ORLANDO (06/21/2000) - Central to all of Hewlett-Packard Co.'s Internet software plans is OpenView, according to none other than the firm's chief, Carly Fiorina.
The head of HP Tuesday afternoon addressed via videoconference a group of 2,000 plus users at OpenView 2000, a trade show held at the Orange County Convention Center. Although known primarily as a hardware firm, HP has recognized the importance of its software business, she says, OpenView in particular. The network management platform has been one of HP's most solid success stories, with its 120,000 installations and inclusion in some of the largest networks and ISPs in the world.
Of late, the company has been bolstering its software lineup, adding Web quality of service and security products to its roster. Like Tivoli or Computer Associates, HP claims it is trying to accommodate its users who are moving to a Web-based business model and offering some type of "e-service," such as an application or service delivered over the Web.
In this strategy, the OpenView management brand is going to be the centerpiece of the firm's plans, say HP executives, providing centralized security, application, and service-level agreement (SLA) management to enterprises and service providers. The company is emphasizing it will enable IS staff to monitor and manage Internet transaction processes from beginning to end.

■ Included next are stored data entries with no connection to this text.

//! Content model: the documents the site reads from the content store.
//!
//! Shapes mirror the query projections in [`crate::groq`]. Referenced
//! categories and tags arrive denormalized inline. The store may return
//! `null` for any projected field that a document does not have, so most
//! fields tolerate both absence and `null`.

use chrono::{DateTime, Utc};
use serde::{Deserialize, Deserializer, Serialize};

use crate::portable_text::{self, Block};

/// How long a preview URL secret stays valid after its last update.
pub const PREVIEW_SECRET_TTL_SECS: i64 = 3600;

/// A blog post.
#[derive(Debug, Clone, Default, Deserialize)]
#[serde(rename_all = "camelCase")]
pub struct Post {
    /// Document ID.
    #[serde(rename = "_id")]
    pub id: String,
    /// Post title.
    #[serde(default, deserialize_with = "null_default")]
    pub title: String,
    /// URL slug, unique per post. Empty until an editor sets one.
    #[serde(default, deserialize_with = "slug")]
    pub slug: String,
    /// Short summary shown in listings.
    #[serde(default)]
    pub excerpt: Option<String>,
    /// First publication time.
    #[serde(default)]
    pub published_at: Option<DateTime<Utc>>,
    /// Last update time, if edited after publication.
    #[serde(default)]
    pub updated_at: Option<DateTime<Utc>>,
    /// Hero image.
    #[serde(default)]
    pub image: Option<ImageRef>,
    /// Rich-text body. Only projected by the single-post query.
    #[serde(default, deserialize_with = "portable_text::deserialize_blocks")]
    pub body: Option<Vec<Block>>,
    /// Categories, denormalized.
    #[serde(default, deserialize_with = "present_items")]
    pub categories: Vec<CategoryRef>,
    /// Tags, denormalized.
    #[serde(default, deserialize_with = "present_items")]
    pub tags: Vec<TagRef>,
    /// Shown on the home page.
    #[serde(default, deserialize_with = "null_default")]
    pub featured: bool,
    /// Unpublished; only ever `true` when fetched in draft mode.
    #[serde(default, deserialize_with = "null_default")]
    pub draft: bool,
}

impl Post {
    /// The date to show for "last modified": update time, else publication time.
    pub fn last_modified(&self) -> Option<DateTime<Utc>> {
        self.updated_at.or(self.published_at)
    }

    /// Whether the post was edited after it was first published.
    pub fn was_updated(&self) -> bool {
        matches!((self.updated_at, self.published_at), (Some(u), Some(p)) if u != p)
    }
}

/// A category as embedded in a post.
#[derive(Debug, Clone, Default, Deserialize)]
pub struct CategoryRef {
    #[serde(default, deserialize_with = "null_default")]
    pub title: String,
    #[serde(default, deserialize_with = "slug")]
    pub slug: String,
    #[serde(default)]
    pub color: Option<String>,
}

/// A tag as embedded in a post.
#[derive(Debug, Clone, Default, Deserialize)]
pub struct TagRef {
    #[serde(default, deserialize_with = "null_default")]
    pub title: String,
    #[serde(default, deserialize_with = "slug")]
    pub slug: String,
}

/// A category document.
#[derive(Debug, Clone, Default, Deserialize)]
pub struct Category {
    #[serde(rename = "_id")]
    pub id: String,
    #[serde(default, deserialize_with = "null_default")]
    pub title: String,
    #[serde(default, deserialize_with = "slug")]
    pub slug: String,
    #[serde(default)]
    pub description: Option<String>,
    /// Display color (any CSS color, usually `#rrggbb`).
    #[serde(default)]
    pub color: Option<String>,
}

/// A tag document.
#[derive(Debug, Clone, Default, Deserialize)]
pub struct Tag {
    #[serde(rename = "_id")]
    pub id: String,
    #[serde(default, deserialize_with = "null_default")]
    pub title: String,
    #[serde(default, deserialize_with = "slug")]
    pub slug: String,
    #[serde(default)]
    pub description: Option<String>,
}

/// The site owner's profile. There is at most one.
#[derive(Debug, Clone, Default, Deserialize, Serialize)]
#[serde(rename_all = "camelCase")]
pub struct Profile {
    #[serde(rename = "_id", default, skip_serializing)]
    pub id: String,
    #[serde(default, deserialize_with = "null_default")]
    pub name: String,
    #[serde(default, skip_serializing_if = "Option::is_none")]
    pub bio: Option<String>,
    #[serde(default, skip_serializing_if = "Option::is_none")]
    pub catchphrase: Option<String>,
    #[serde(default, skip_serializing_if = "Option::is_none")]
    pub profile_image: Option<ImageRef>,
    #[serde(default, deserialize_with = "present_items")]
    pub experience: Vec<Experience>,
    #[serde(default, deserialize_with = "present_items")]
    pub skills: Vec<String>,
    #[serde(default, deserialize_with = "null_default")]
    pub social_links: SocialLinks,
    #[serde(default, skip_serializing_if = "Option::is_none")]
    pub contact_email: Option<String>,
}

/// One entry of the profile's work history.
#[derive(Debug, Clone, Default, Deserialize, Serialize)]
pub struct Experience {
    /// Array item key assigned by the content store.
    #[serde(rename = "_key", default, skip_serializing_if = "Option::is_none")]
    pub key: Option<String>,
    #[serde(default, deserialize_with = "null_default")]
    pub company: String,
    #[serde(default, alias = "role", deserialize_with = "null_default")]
    pub position: String,
    #[serde(default, deserialize_with = "null_default")]
    pub period: String,
    #[serde(default, skip_serializing_if = "Option::is_none")]
    pub description: Option<String>,
}

/// Social profile URLs.
#[derive(Debug, Clone, Default, Deserialize, Serialize)]
pub struct SocialLinks {
    #[serde(default, skip_serializing_if = "Option::is_none")]
    pub x: Option<String>,
    /// Older documents store the X link under this key.
    #[serde(default, skip_serializing_if = "Option::is_none")]
    pub twitter: Option<String>,
    #[serde(default, skip_serializing_if = "Option::is_none")]
    pub instagram: Option<String>,
    #[serde(default, skip_serializing_if = "Option::is_none")]
    pub youtube: Option<String>,
    #[serde(default, skip_serializing_if = "Option::is_none")]
    pub github: Option<String>,
    #[serde(default, skip_serializing_if = "Option::is_none")]
    pub linkedin: Option<String>,
}

impl SocialLinks {
    /// The X (Twitter) profile URL under either key.
    pub fn x_url(&self) -> Option<&str> {
        self.x.as_deref().or(self.twitter.as_deref())
    }

    /// All configured links as `(label, url)` pairs in display order.
    pub fn entries(&self) -> Vec<(&'static str, &str)> {
        [
            ("X", self.x_url()),
            ("Instagram", self.instagram.as_deref()),
            ("YouTube", self.youtube.as_deref()),
            ("GitHub", self.github.as_deref()),
            ("LinkedIn", self.linkedin.as_deref()),
        ]
        .into_iter()
        .filter_map(|(label, url)| url.filter(|u| !u.is_empty()).map(|u| (label, u)))
        .collect()
    }
}

/// An image field: a reference to an uploaded asset plus alt text.
#[derive(Debug, Clone, Default, Deserialize, Serialize)]
pub struct ImageRef {
    #[serde(default, skip_serializing_if = "Option::is_none")]
    pub asset: Option<AssetRef>,
    #[serde(default, skip_serializing_if = "Option::is_none")]
    pub alt: Option<String>,
    #[serde(default, skip_serializing_if = "Option::is_none")]
    pub caption: Option<String>,
}

impl ImageRef {
    /// The asset reference string, if the image points at an asset.
    pub fn asset_ref(&self) -> Option<&str> {
        self.asset
            .as_ref()
            .map(|a| a.reference.as_str())
            .filter(|r| !r.is_empty())
    }
}

/// Reference to an image asset, e.g. `image-Tb9Ew8CXIwaY6R1kjMvI0uRR-2000x3000-jpg`.
#[derive(Debug, Clone, Default, Deserialize, Serialize)]
pub struct AssetRef {
    #[serde(rename = "_ref", default)]
    pub reference: String,
}

/// A preview URL secret created by the studio when it opens a preview.
#[derive(Debug, Clone, Deserialize)]
pub struct PreviewSecret {
    #[serde(rename = "_id")]
    pub id: String,
    #[serde(rename = "_updatedAt")]
    pub updated_at: DateTime<Utc>,
    pub secret: String,
}

impl PreviewSecret {
    /// Whether `candidate` matches this secret and the secret has not expired.
    pub fn accepts(&self, candidate: &str, now: DateTime<Utc>) -> bool {
        let fresh = now.signed_duration_since(self.updated_at).num_seconds()
            <= PREVIEW_SECRET_TTL_SECS;
        fresh && crate::draft::secrets_match(&self.secret, candidate)
    }
}

// -- serde helpers --

/// Treat an explicit `null` like a missing field.
fn null_default<'de, D, T>(deserializer: D) -> Result<T, D::Error>
where
    D: Deserializer<'de>,
    T: Default + Deserialize<'de>,
{
    Ok(Option::<T>::deserialize(deserializer)?.unwrap_or_default())
}

/// Array of items where dangling references dereference to `null`.
fn present_items<'de, D, T>(deserializer: D) -> Result<Vec<T>, D::Error>
where
    D: Deserializer<'de>,
    T: Deserialize<'de>,
{
    let items = Option::<Vec<Option<T>>>::deserialize(deserializer)?.unwrap_or_default();
    Ok(items.into_iter().flatten().collect())
}

/// Slugs are stored as `{ "current": "..." }`; accept a bare string too.
/// A missing or `null` slug reads as empty.
fn slug<'de, D>(deserializer: D) -> Result<String, D::Error>
where
    D: Deserializer<'de>,
{
    #[derive(Deserialize)]
    #[serde(untagged)]
    enum Repr {
        Object {
            #[serde(default)]
            current: Option<String>,
        },
        Plain(String),
    }

    Ok(match Option::<Repr>::deserialize(deserializer)? {
        Some(Repr::Object { current }) => current.unwrap_or_default(),
        Some(Repr::Plain(s)) => s,
        None => String::new(),
    })
}

#[cfg(test)]
mod tests {
    use super::*;
    use chrono::Duration;
    use serde_json::json;

    #[test]
    fn post_from_projection() {
        let post: Post = serde_json::from_value(json!({
            "_id": "post-1",
            "title": "Hello",
            "slug": { "current": "hello" },
            "excerpt": null,
            "publishedAt": "2024-05-01T09:00:00Z",
            "updatedAt": null,
            "image": { "asset": { "_ref": "image-abc-800x600-png" }, "alt": "hero" },
            "categories": [{ "title": "Tech", "slug": { "current": "tech" }, "color": "#3b82f6" }, null],
            "tags": null,
            "featured": null
        }))
        .unwrap();

        assert_eq!(post.slug, "hello");
        assert!(post.excerpt.is_none());
        assert_eq!(post.categories.len(), 1);
        assert_eq!(post.categories[0].slug, "tech");
        assert!(post.tags.is_empty());
        assert!(!post.featured);
        assert!(!post.draft);
        assert_eq!(
            post.image.as_ref().and_then(|i| i.asset_ref()),
            Some("image-abc-800x600-png")
        );
        assert!(post.body.is_none());
    }

    #[test]
    fn post_slug_accepts_plain_string() {
        let post: Post = serde_json::from_value(json!({ "_id": "p", "slug": "plain" })).unwrap();
        assert_eq!(post.slug, "plain");
        assert_eq!(post.title, "");
    }

    #[test]
    fn post_without_slug_decodes() {
        for value in [
            json!({ "_id": "drafts.new", "title": "WIP" }),
            json!({ "_id": "drafts.new", "title": "WIP", "slug": null }),
            json!({ "_id": "drafts.new", "title": "WIP", "slug": { "_type": "slug" } }),
            json!({ "_id": "drafts.new", "title": "WIP", "slug": { "current": null } }),
        ] {
            let post: Post = serde_json::from_value(value).unwrap();
            assert_eq!(post.slug, "");
            assert_eq!(post.title, "WIP");
        }
    }

    #[test]
    fn post_was_updated() {
        let published = "2024-05-01T09:00:00Z".parse::<DateTime<Utc>>().unwrap();
        let mut post = Post {
            published_at: Some(published),
            ..Default::default()
        };
        assert!(!post.was_updated());
        assert_eq!(post.last_modified(), Some(published));

        post.updated_at = Some(published);
        assert!(!post.was_updated());

        post.updated_at = Some(published + Duration::days(1));
        assert!(post.was_updated());
        assert_eq!(post.last_modified(), post.updated_at);
    }

    #[test]
    fn profile_with_nulls() {
        let profile: Profile = serde_json::from_value(json!({
            "_id": "profile",
            "name": "Yoshi",
            "experience": [{ "company": "A", "role": "Engineer", "period": "2020-2023" }],
            "skills": ["Rust", "TypeScript"],
            "socialLinks": null
        }))
        .unwrap();

        assert_eq!(profile.name, "Yoshi");
        assert_eq!(profile.experience[0].position, "Engineer");
        assert_eq!(profile.skills, vec!["Rust", "TypeScript"]);
        assert!(profile.social_links.entries().is_empty());
    }

    #[test]
    fn social_links_prefer_x_over_legacy_twitter() {
        let links = SocialLinks {
            x: Some("https://x.com/new".into()),
            twitter: Some("https://twitter.com/old".into()),
            github: Some("https://github.com/me".into()),
            linkedin: Some(String::new()),
            ..Default::default()
        };
        assert_eq!(links.x_url(), Some("https://x.com/new"));
        let labels: Vec<_> = links.entries().into_iter().map(|(l, _)| l).collect();
        assert_eq!(labels, vec!["X", "GitHub"]);
    }

    #[test]
    fn preview_secret_accepts_matching_fresh_secret() {
        let now = Utc::now();
        let secret = PreviewSecret {
            id: "s1".into(),
            updated_at: now - Duration::minutes(5),
            secret: "abc123".into(),
        };
        assert!(secret.accepts("abc123", now));
        assert!(!secret.accepts("abc124", now));
        assert!(!secret.accepts("", now));
    }

    #[test]
    fn preview_secret_rejects_expired_secret() {
        let now = Utc::now();
        let secret = PreviewSecret {
            id: "s1".into(),
            updated_at: now - Duration::hours(2),
            secret: "abc123".into(),
        };
        assert!(!secret.accepts("abc123", now));
    }
}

Indeed, while some observers claim the network platform vendors are in decline, losing out market share to individual product firms, HP executives were upbeat about OpenView. Newly installed General Manager Patty Azzarello assured users in her Tuesday morning keynote that OpenView was actually seeing accelerated growth. However, she does want to make some changes.
For instance, she said she wants to see OpenView recognized as a premier product in its own right, not just an adjunct to HP's hardware business. This will require a lot of publicity. In addition, she wants to exploit the parent company in various ways; one example could include sending OpenView reps on sales calls with regular HP salespersons. Formerly, they worked separately.
Azzarello added that HP's work to make the separate applications under the OpenView umbrella inter-operate with one another is still continuing. There also is a need to make some changes in how it delivers mainframe management capabilities. The company relies on Sterling Software's Big Iron management software; however, rival Computer Associates acquired that company, so it's time to come up with a new plan.
The Internet has made things more competitive - most potential online customers look at a Web site for only about 6 seconds before clicking on to someone else's. So, Azzarello urged her listeners to be wary: "Somewhere in the world in some garage there is a bullet being forged with your company's name on it," she said. Once shot, your company will be destroyed, and the only way to overcome this is to shoot first. She claims OpenView is a tool that will let customers do this. www.hp.com.